I can run my model on the app but I'm still testing the results and accuracy and I'm facing performance issue if I'm using the default export scripts (python.exe .\export.py --weights .\yolov5s.pt --include tflite). Anyway, debugging the ObjectDetector class is challenging for me. I think I will switch to pytorch android to get more control and support. See this Object Detection with YOLOv5 on Android app or PytorchKotlinDemo for an example using kotlin.

github-actions[bot] commented 2 years ago

👋 Hello, this issue has been automatically marked as stale because it has not had recent activity. Please note it will be closed if no further activity occurs.

Access additional YOLOv5 🚀 resources:

Access additional Ultralytics ⚡ resources:

Feel free to inform us of any other issues you discover or feature requests that come to mind in the future. Pull Requests (PRs) are also always welcomed!

Thank you for your contributions to YOLOv5 🚀 and Vision AI ⭐!

mikel-brostrom commented 2 years ago

Nice @dvigouro! What kind of performance issues are you experiencing? I am interested in knowing if it runs much faster than in other Yolov5 apps like: https://github.com/lp6m/yolov5s_android?

github-actions[bot] commented 2 years ago

👋 Hello, this issue has been automatically marked as stale because it has not had recent activity. Please note it will be closed if no further activity occurs.

Access additional YOLOv5 🚀 resources:

Access additional Ultralytics ⚡ resources:

Feel free to inform us of any other issues you discover or feature requests that come to mind in the future. Pull Requests (PRs) are also always welcomed!

Thank you for your contributions to YOLOv5 🚀 and Vision AI ⭐!

ShubhanCrypts commented 11 months ago

@dvigouro can you give me the repo for the android app? i have convert the model to tflite models, but i got error when running on the official example android app

fdff87554 commented 5 months ago

Hi, I was wondering if there is any continuation of this current part of the discussion, I encountered the same problem with the Error output from tflite using the official export.py.

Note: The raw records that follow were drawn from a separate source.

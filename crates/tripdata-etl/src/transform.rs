//! Transform stage
//!
//! Appends the three provenance columns to an extracted batch:
//! `ingested_at` (wall clock at transform time, UTC), `source_system`
//! (fixed origin tag), and `source_file` (the staged object key, which the
//! load stage later uses for idempotent replacement).

use anyhow::{Context, Result};
use arrow::array::{ArrayRef, RecordBatch, StringArray, TimestampMicrosecondArray};
use arrow::datatypes::{DataType, Field, Schema, TimeUnit};
use chrono::Utc;
use std::sync::Arc;
use tracing::info;

use crate::batch::TableBatch;

/// Fixed constant identifying the origin class of every loaded row
pub const SOURCE_SYSTEM: &str = "s3";

/// Append provenance columns to a batch.
///
/// An empty batch passes through unchanged; there is nothing to tag, and
/// the load stage will skip it anyway.
pub fn transform(batch: TableBatch, source_file: &str) -> Result<TableBatch> {
    if batch.is_empty() {
        info!("Batch for {} is empty, nothing to transform", source_file);
        return Ok(batch);
    }

    let n = batch.num_rows();
    let ingested_at = Utc::now().timestamp_micros();
    let record_batch = batch.record_batch();

    let mut fields: Vec<Field> = record_batch
        .schema()
        .fields()
        .iter()
        .map(|f| f.as_ref().clone())
        .collect();
    let mut columns: Vec<ArrayRef> = record_batch.columns().to_vec();

    fields.push(Field::new(
        "ingested_at",
        DataType::Timestamp(TimeUnit::Microsecond, Some("UTC".into())),
        false,
    ));
    columns.push(Arc::new(
        TimestampMicrosecondArray::from_value(ingested_at, n).with_timezone("UTC"),
    ));

    fields.push(Field::new("source_system", DataType::Utf8, false));
    columns.push(Arc::new(StringArray::from(vec![SOURCE_SYSTEM; n])));

    fields.push(Field::new("source_file", DataType::Utf8, false));
    columns.push(Arc::new(StringArray::from(vec![source_file; n])));

    let transformed = RecordBatch::try_new(Arc::new(Schema::new(fields)), columns)
        .context("Failed to append provenance columns")?;
    Ok(TableBatch::new(transformed))
}

#[cfg(test)]
#[allow(clippy::unwrap_used, clippy::expect_used)]
mod tests {
    use super::*;
    use crate::batch::SqlValue;
    use arrow::array::Int64Array;

    fn input_batch(rows: usize) -> TableBatch {
        let schema = Arc::new(Schema::new(vec![Field::new(
            "trip_distance",
            DataType::Int64,
            false,
        )]));
        let values: Vec<i64> = (0..rows as i64).collect();
        let batch =
            RecordBatch::try_new(schema, vec![Arc::new(Int64Array::from(values))]).unwrap();
        TableBatch::new(batch)
    }

    #[test]
    fn test_appends_provenance_columns() {
        let key = "2025/01/yellow_tripdata_2025-01.parquet";
        let transformed = transform(input_batch(3), key).unwrap();

        assert_eq!(transformed.num_columns(), 4);
        let schema = transformed.schema();
        assert_eq!(schema.field(1).name(), "ingested_at");
        assert_eq!(schema.field(2).name(), "source_system");
        assert_eq!(schema.field(3).name(), "source_file");

        let rows = transformed.sql_rows().unwrap();
        for row in &rows {
            assert!(matches!(row[1], SqlValue::TimestampTz(Some(_))));
            assert_eq!(row[2], SqlValue::Text(Some(SOURCE_SYSTEM.to_string())));
            assert_eq!(row[3], SqlValue::Text(Some(key.to_string())));
        }
    }

    #[test]
    fn test_ingested_at_uniform_across_rows() {
        let transformed = transform(input_batch(5), "some/key.parquet").unwrap();
        let rows = transformed.sql_rows().unwrap();
        let first = &rows[0][1];
        assert!(rows.iter().all(|row| &row[1] == first));
    }

    #[test]
    fn test_empty_batch_passes_through() {
        let empty = TableBatch::empty();
        let transformed = transform(empty, "some/key.parquet").unwrap();
        assert!(transformed.is_empty());
        assert_eq!(transformed.num_columns(), 0);
    }
}
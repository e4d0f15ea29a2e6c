//! Extract stage
//!
//! Materializes one staged object as a [`TableBatch`]. Extraction never
//! aborts the run: a missing object, a transport failure, or a malformed
//! parquet file all degrade to an empty batch, which the downstream stages
//! treat as a no-op.

use tracing::{debug, warn};

use crate::batch::TableBatch;
use crate::storage::ObjectStore;

/// Extract a staged parquet object into an in-memory batch
pub async fn extract(store: &ObjectStore, bucket: &str, key: &str) -> TableBatch {
    let data = match store.download(bucket, key).await {
        Ok(data) => data,
        Err(e) => {
            warn!("Extraction of s3://{}/{} failed: {:#}", bucket, key, e);
            return TableBatch::empty();
        }
    };

    match TableBatch::from_parquet(data) {
        Ok(batch) => {
            debug!(
                "Extracted {} rows ({} columns) from s3://{}/{}",
                batch.num_rows(),
                batch.num_columns(),
                bucket,
                key
            );
            batch
        }
        Err(e) => {
            warn!("Decoding s3://{}/{} failed: {:#}", bucket, key, e);
            TableBatch::empty()
        }
    }
}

glenn-jocher commented 5 months ago

@fdff87554 hi! If you're encountering issues with the TFLite export using the official export.py, it might be helpful to ensure that your environment meets all the requirements and that you're using the latest version of the YOLOv5 repository. Sometimes, a fresh clone and install can resolve unexpected issues:

git clone https://github.com/ultralytics/yolov5  # clone
cd yolov5
pip install -r requirements.txt  # install

If the problem persists, could you please provide more details about the error message and the steps you followed? This will help in diagnosing the issue more effectively. Thanks!

fdff87554 commented 5 months ago

@fdff87554 hi! If you're encountering issues with the TFLite export using the official export.py, it might be helpful to ensure that your environment meets all the requirements and that you're using the latest version of the YOLOv5 repository. Sometimes, a fresh clone and install can resolve unexpected issues:

git clone https://github.com/ultralytics/yolov5  # clone
cd yolov5
pip install -r requirements.txt  # install

If the problem persists, could you please provide more details about the error message and the steps you followed? This will help in diagnosing the issue more effectively. Thanks!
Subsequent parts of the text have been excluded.